BACKGROUND: Metabolic dysfunction-associated steatotic liver disease (MASLD) has emerged as a significant global health challenge, underscoring an urgent need for novel therapeutic agents that offer enhanced efficacy and improved safety. Pedunculoside (PE), a naturally occurring triterpenoid saponin, has demonstrated promising lipid-modulating properties. Nevertheless, its precise mechanisms of action in the context of MASLD remain unclear. PURPOSE: To investigate the anti-MASLD effect of PE and uncover its novel mechanism via targeting heterogeneous nuclear ribonucleoprotein A1 (HNRNPA1) and regulating downstream PPARα pathway. METHOD: The therapeutic potential of PE was evaluated both in primary mouse hepatocytes and in vivo using high-fat, high-cholesterol (HFHC) and high-fat diet (HFD) induced MASLD mouse models. A multi-omics and multi-technique approach was applied, including biochemical assays, histopathology, transcriptomic and lipidomic profiling, alongside target-engagement validation via drug affinity responsive target stability (DARTS), cellular thermal shift assay (CETSA), surface plasmon resonance (SPR), molecular docking, molecular dynamics simulations, and HNRNPA1 knockout models.
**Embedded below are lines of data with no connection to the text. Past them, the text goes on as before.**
//! Request shape validation applied before the aggregate is invoked.
//!
//! Some of these checks repeat the aggregate's own rules (percent range);
//! the aggregate still re-validates everything it is given.

use std::collections::HashSet;

use chrono::{DateTime, Utc};
use rust_decimal::Decimal;
use thiserror::Error;

use super::types::{
    CreateItemRequest, RegisterProgressionRequest, ReplaceCategoriesRequest, UpdateItemRequest,
};
use crate::domain::models::{parse_progression_date, MAX_PERCENT, MIN_PERCENT};

pub const MAX_TITLE_LEN: usize = 100;
pub const MAX_DESCRIPTION_LEN: usize = 500;
pub const MAX_CATEGORY_LEN: usize = 50;

/// A request rejected before reaching the service.
#[derive(Debug, Clone, PartialEq, Eq, Error)]
pub enum RequestValidationError {
    #[error("{0} is required")]
    MissingField(&'static str),

    #[error("{field} must be at most {max} characters")]
    TooLong { field: &'static str, max: usize },

    #[error("percent must be between 0 and 100, got {0}")]
    PercentOutOfRange(Decimal),

    #[error("invalid date '{0}': expected RFC 3339 or YYYY-MM-DD")]
    InvalidDate(String),

    #[error("duplicate category '{0}' (categories are case-insensitive)")]
    DuplicateCategory(String),
}

impl RequestValidationError {
    /// Code shared by every boundary rejection, including undecodable bodies.
    pub const CODE: &'static str = "VALIDATION_ERROR";

    pub fn error_code(&self) -> &'static str {
        Self::CODE
    }
}

/// A create request that passed shape validation.
#[derive(Debug, Clone, PartialEq, Eq)]
pub struct NewItem {
    pub title: String,
    pub description: String,
    pub category: String,
}

/// A progression request that passed shape validation.
#[derive(Debug, Clone, Copy, PartialEq, Eq)]
pub struct NewProgression {
    pub date: DateTime<Utc>,
    pub percent: Decimal,
}

fn required(value: Option<String>, field: &'static str) -> Result<String, RequestValidationError> {
    match value {
        Some(v) if !v.trim().is_empty() => Ok(v.trim().to_string()),
        _ => Err(RequestValidationError::MissingField(field)),
    }
}

fn max_len(value: &str, field: &'static str, max: usize) -> Result<(), RequestValidationError> {
    if value.chars().count() > max {
        return Err(RequestValidationError::TooLong { field, max });
    }
    Ok(())
}

impl CreateItemRequest {
    pub fn validate(self) -> Result<NewItem, RequestValidationError> {
        let title = required(self.title, "title")?;
        max_len(&title, "title", MAX_TITLE_LEN)?;

        let description = self.description.unwrap_or_default();
        max_len(&description, "description", MAX_DESCRIPTION_LEN)?;

        let category = required(self.category, "category")?;
        max_len(&category, "category", MAX_CATEGORY_LEN)?;

        Ok(NewItem {
            title,
            description,
            category,
        })
    }
}

impl UpdateItemRequest {
    pub fn validate(self) -> Result<String, RequestValidationError> {
        let description = self
            .description
            .ok_or(RequestValidationError::MissingField("description"))?;
        max_len(&description, "description", MAX_DESCRIPTION_LEN)?;
        Ok(description)
    }
}

impl RegisterProgressionRequest {
    pub fn validate(self) -> Result<NewProgression, RequestValidationError> {
        let raw_date = required(self.date, "date")?;
        let date = parse_progression_date(&raw_date)
            .ok_or(RequestValidationError::InvalidDate(raw_date))?;

        let percent = self
            .percent
            .ok_or(RequestValidationError::MissingField("percent"))?;
        if !(MIN_PERCENT..=MAX_PERCENT).contains(&percent) {
            return Err(RequestValidationError::PercentOutOfRange(percent));
        }

        Ok(NewProgression { date, percent })
    }
}

impl ReplaceCategoriesRequest {
    pub fn validate(self) -> Result<Vec<String>, RequestValidationError> {
        if self.categories.is_empty() {
            return Err(RequestValidationError::MissingField("categories"));
        }
        let mut seen = HashSet::new();
        self.categories
            .into_iter()
            .map(|name| -> Result<String, RequestValidationError> {
                let name = required(Some(name), "category")?;
                max_len(&name, "category", MAX_CATEGORY_LEN)?;
                if !seen.insert(name.to_lowercase()) {
                    return Err(RequestValidationError::DuplicateCategory(name));
                }
                Ok(name)
            })
            .collect()
    }
}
RESULTS: PE significantly improved key metabolic and histological features in MASLD models. Mechanistically, PE was found to directly bind HNRNPA1 (a previously unreported target in MASLD therapeutics). This interaction enhanced the mRNA stability of PPARα, leading to activation of fatty acid β-oxidation. Crucially, HNRNPA1 knockout abolished the beneficial effects of PE, confirming the functional necessity of the PE-HNRNPA1-PPARα axis in vivo. CONCLUSION: Our study uncovers a novel therapeutic axis in MASLD, in which PE enhances the stability of PPARα mRNA by directly binding to HNRNPA1, and consequently upregulates fatty acid β-oxidation. These findings not only position PE as a promising therapeutic candidate for MASLD but also identify the HNRNPA1-PPARα regulatory pathway as a potential mechanistic target for treating metabolic liver diseases.